Breakpoint Allan Dobras
Episcopalians Defend the Consecration of a “Gay” Bishop
The Episcopal Church has been flirting with a disastrous schism for the last thirty-five years, and now a formal breakup seems inevitable following an unapologetic June 17–22, 2005, appearance before the Anglican Consultative Council (ACC) in Nottingham, England. The purpose of the meeting was to hear the church’s defense of its consecration of “gay” Bishop V. Gene Robinson.
Over the years, the denomination continued to hang together as it blundered through several divisive issues while causing its rolls to plummet by about 1.3 million congregants, or nearly 40 percent of its membership. Remarkably, the church had managed to survive clergymen like Bishop John S. Spong, who institutionalized heretical teachings in the denomination, the failed heresy trial of Rt. Reverend Walter Righter, who opened the church to the ordination of homosexual deacons, and the church’s persistent embroilment in leftist politics.

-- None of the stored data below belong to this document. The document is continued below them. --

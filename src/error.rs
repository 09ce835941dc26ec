//! Typed errors at the core's few fallible boundaries. The correlation
//! kernels themselves (mixer, dot-product, correlators) stay infallible
//! pure functions; `Result` only shows up here, at I/O and argument
//! validation.

use thiserror::Error;

#[derive(Debug, Error)]
pub enum GnssCoreError {
    #[error("FFT plan cache full ({0} entries); cannot cache a plan for a new transform length")]
    PlanCacheFull(usize),

    #[error("IF data read error: {0}")]
    Io(#[from] std::io::Error),

    #[error("unsupported IF sample format: {0}")]
    UnsupportedSampleFormat(String),

    #[error("window [{ix}, {ix}+{len}) exceeds buffer capacity {capacity}")]
    InvalidWindow {
        ix: usize,
        len: usize,
        capacity: usize,
    },

    #[error("unknown PRN {0}")]
    UnknownPrn(u8),
}

pub type Result<T> = std::result::Result<T, GnssCoreError>;
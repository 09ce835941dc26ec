//! Time-domain correlation: the dot-product kernel and the standard
//! (multi-tap) correlator built on it.

use crate::buffer::Buff;
use crate::mixer::mix_carr;
use crate::types::{Cpx, Cpx16, CSCALE};

/// Complex inner product of a mixed-sample window with a ternary code
/// replica, scaled by `scale / CSCALE`. Real and imaginary channels are
/// accumulated independently (I*I and Q*Q only) -- valid because the code
/// is real-valued, so the cross terms are zero.
///
/// Because `code[i].i, code[i].q` are drawn from `{-1, 0, 1}`, each term is
/// a conditional negate; this reference accumulates in `i64` to stay exact
/// regardless of window length, mirroring the periodic 16-bit-lane flush
/// the vectorized kernel uses to avoid overflow.
pub fn dot(iq: &[Cpx16], code: &[Cpx16], scale: f32) -> Cpx {
    assert_eq!(iq.len(), code.len(), "dot: window/code length mismatch");

    let mut sum_i: i64 = 0;
    let mut sum_q: i64 = 0;
    for (a, b) in iq.iter().zip(code.iter()) {
        sum_i += i64::from(a.i) * i64::from(b.i);
        sum_q += i64::from(a.q) * i64::from(b.q);
    }
    let k = scale / CSCALE;
    Cpx::new(sum_i as f32 * k, sum_q as f32 * k)
}

/// Evaluates the dot-product kernel at multiple code-offset taps. For
/// `pos[i] > 0` correlates `iq[pos..]` against `code[..n-pos]`; for
/// `pos[i] < 0` correlates `iq[..n+pos]` against `code[-pos..]`; for
/// `pos[i] == 0` correlates the full length. Each tap is scaled by the
/// reciprocal of its overlap length.
pub fn corr_std(iq: &[Cpx16], code: &[Cpx16], pos: &[i32], out: &mut [Cpx]) {
    let n = iq.len() as i32;
    assert_eq!(code.len() as i32, n, "corr_std: code length must equal N");
    assert_eq!(pos.len(), out.len());

    for (&p, slot) in pos.iter().zip(out.iter_mut()) {
        assert!(p.abs() < n, "corr_std: tap out of range");
        *slot = if p > 0 {
            let m = (n - p) as usize;
            dot(&iq[p as usize..], &code[..m], 1.0 / m as f32)
        } else if p < 0 {
            let m = (n + p) as usize;
            dot(&iq[..m], &code[(-p) as usize..], 1.0 / m as f32)
        } else {
            dot(iq, code, 1.0 / n as f32)
        };
    }
}

/// Mixes a buffer window down to baseband and runs the standard correlator
/// against it. The mixed-sample scratch is allocated here and lives only
/// for the call.
pub fn sdr_corr_std(
    buff: &Buff,
    ix: usize,
    n: usize,
    fs: f64,
    fc: f64,
    phi: f64,
    code: &[Cpx16],
    pos: &[i32],
    out: &mut [Cpx],
) {
    let mut iq = vec![Cpx16::default(); n];
    mix_carr(buff, ix, n, fs, fc, phi, &mut iq);
    corr_std(&iq, code, pos, out);
}

#[cfg(test)]
mod tests {
    use super::*;

    fn self_code(n: usize) -> Vec<Cpx16> {
        (0..n)
            .map(|i| {
                let chip = if i % 2 == 0 { 1 } else { -1 };
                Cpx16::new(chip, 0)
            })
            .collect()
    }

    #[test]
    fn self_correlation_peaks_near_one() {
        let n = 1023usize;
        let code = self_code(n);
        // IQ == code * CSCALE reproduces the self-correlation sanity check
        // from spec.md: corr_std at pos=0 should return close to (1, 0).
        let iq: Vec<Cpx16> = code
            .iter()
            .map(|c| Cpx16::new(c.i * CSCALE as i16, c.q * CSCALE as i16))
            .collect();

        let mut out = vec![Cpx::default(); 1];
        corr_std(&iq, &code, &[0], &mut out);
        assert!((out[0].re - 1.0).abs() < 1e-3, "re={}", out[0].re);
        assert!(out[0].im.abs() < 1e-3, "im={}", out[0].im);
    }

    #[test]
    fn taps_use_the_correct_overlap_scale() {
        let n = 8usize;
        let code: Vec<Cpx16> = (0..n).map(|i| Cpx16::new(if i % 2 == 0 { 1 } else { -1 }, 0)).collect();
        let iq = code.clone();

        let mut out = vec![Cpx::default(); 3];
        corr_std(&iq, &code, &[0, 2, -2], &mut out);

        // pos = 0: full overlap, perfect match -> magnitude CSCALE/CSCALE-normalized to 1
        assert!((out[0].re - 1.0).abs() < 1e-5);
    }

    #[test]
    #[should_panic]
    fn tap_out_of_range_panics() {
        let n = 4usize;
        let iq = vec![Cpx16::default(); n];
        let code = vec![Cpx16::default(); n];
        let mut out = vec![Cpx::default(); 1];
        corr_std(&iq, &code, &[4], &mut out);
    }
}
//! Loads a raw digitized IF recording into a `Buff`, per the IF data file
//! layout defined in spec.md §6. File I/O itself is outside the core's
//! scope; this module is the thin external collaborator that produces the
//! core's input.

use std::fmt;
use std::fs::File;
use std::io::Read as _;
use std::path::Path;
use std::str::FromStr;

use bytesize::ByteSize;
use colored::Colorize;

use crate::buffer::{Buff, SampleMode};
use crate::error::{GnssCoreError, Result};

/// Raw IF sample layout: one signed byte per sample (I-sampling), or
/// interleaved signed bytes `I0 Q0 I1 Q1 ...` (IQ-sampling).
#[derive(Debug, Clone, Copy, PartialEq, Eq)]
pub enum IQFileType {
    IOnly,
    IQ,
}

impl FromStr for IQFileType {
    type Err = GnssCoreError;
    fn from_str(input: &str) -> Result<Self> {
        match input {
            "i8" => Ok(IQFileType::IOnly),
            "iq8" => Ok(IQFileType::IQ),
            other => Err(GnssCoreError::UnsupportedSampleFormat(other.to_string())),
        }
    }
}

impl fmt::Display for IQFileType {
    fn fmt(&self, f: &mut fmt::Formatter) -> fmt::Result {
        match self {
            IQFileType::IOnly => write!(f, "i8"),
            IQFileType::IQ => write!(f, "iq8"),
        }
    }
}

impl From<IQFileType> for SampleMode {
    fn from(file_type: IQFileType) -> Self {
        match file_type {
            IQFileType::IOnly => SampleMode::IOnly,
            IQFileType::IQ => SampleMode::IQ,
        }
    }
}

/// Reads an entire raw IF recording from `path` and packs it into a
/// `Buff`. `fs`/`file_type` are reported for progress logging only.
pub fn load_recording(path: &Path, fs: f64, file_type: IQFileType) -> Result<Buff> {
    let mut file = File::open(path)?;
    let file_size = file.metadata()?.len();

    let mut raw_u8 = Vec::with_capacity(file_size as usize);
    file.read_to_end(&mut raw_u8)?;
    let raw: Vec<i8> = raw_u8.drain(..).map(|b| b as i8).collect();

    let bytes_per_sample = match file_type {
        IQFileType::IOnly => 1,
        IQFileType::IQ => 2,
    };
    let duration_sec = raw.len() as f64 / fs / bytes_per_sample as f64;

    log::info!(
        "{}: {} -- {file_type} fs={} duration={:.1}s",
        path.display().to_string().green(),
        ByteSize::b(file_size).to_string_as(false).bold(),
        fs,
        duration_sec,
    );

    Ok(Buff::from_raw(&raw, file_type.into()))
}

#[cfg(test)]
mod tests {
    use super::*;

    #[test]
    fn parses_supported_file_types() {
        assert_eq!("i8".parse::<IQFileType>().unwrap(), IQFileType::IOnly);
        assert_eq!("iq8".parse::<IQFileType>().unwrap(), IQFileType::IQ);
        assert!("wav".parse::<IQFileType>().is_err());
    }
}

Now, ramifications from the consecration of Bishop V. Gene Robinson are sending shockwaves through the Anglican community, and the denomination is on the brink of imploding. The June 2003 election of Rt. Reverend Robinson to the office of bishop was the final straw for the traditionalist-minded American Anglican Council (AAC) and a number of conservative prelates—primarily from Africa—who put pressure on the Worldwide Anglican Communion to respond to what they thought to be contrary to church doctrine.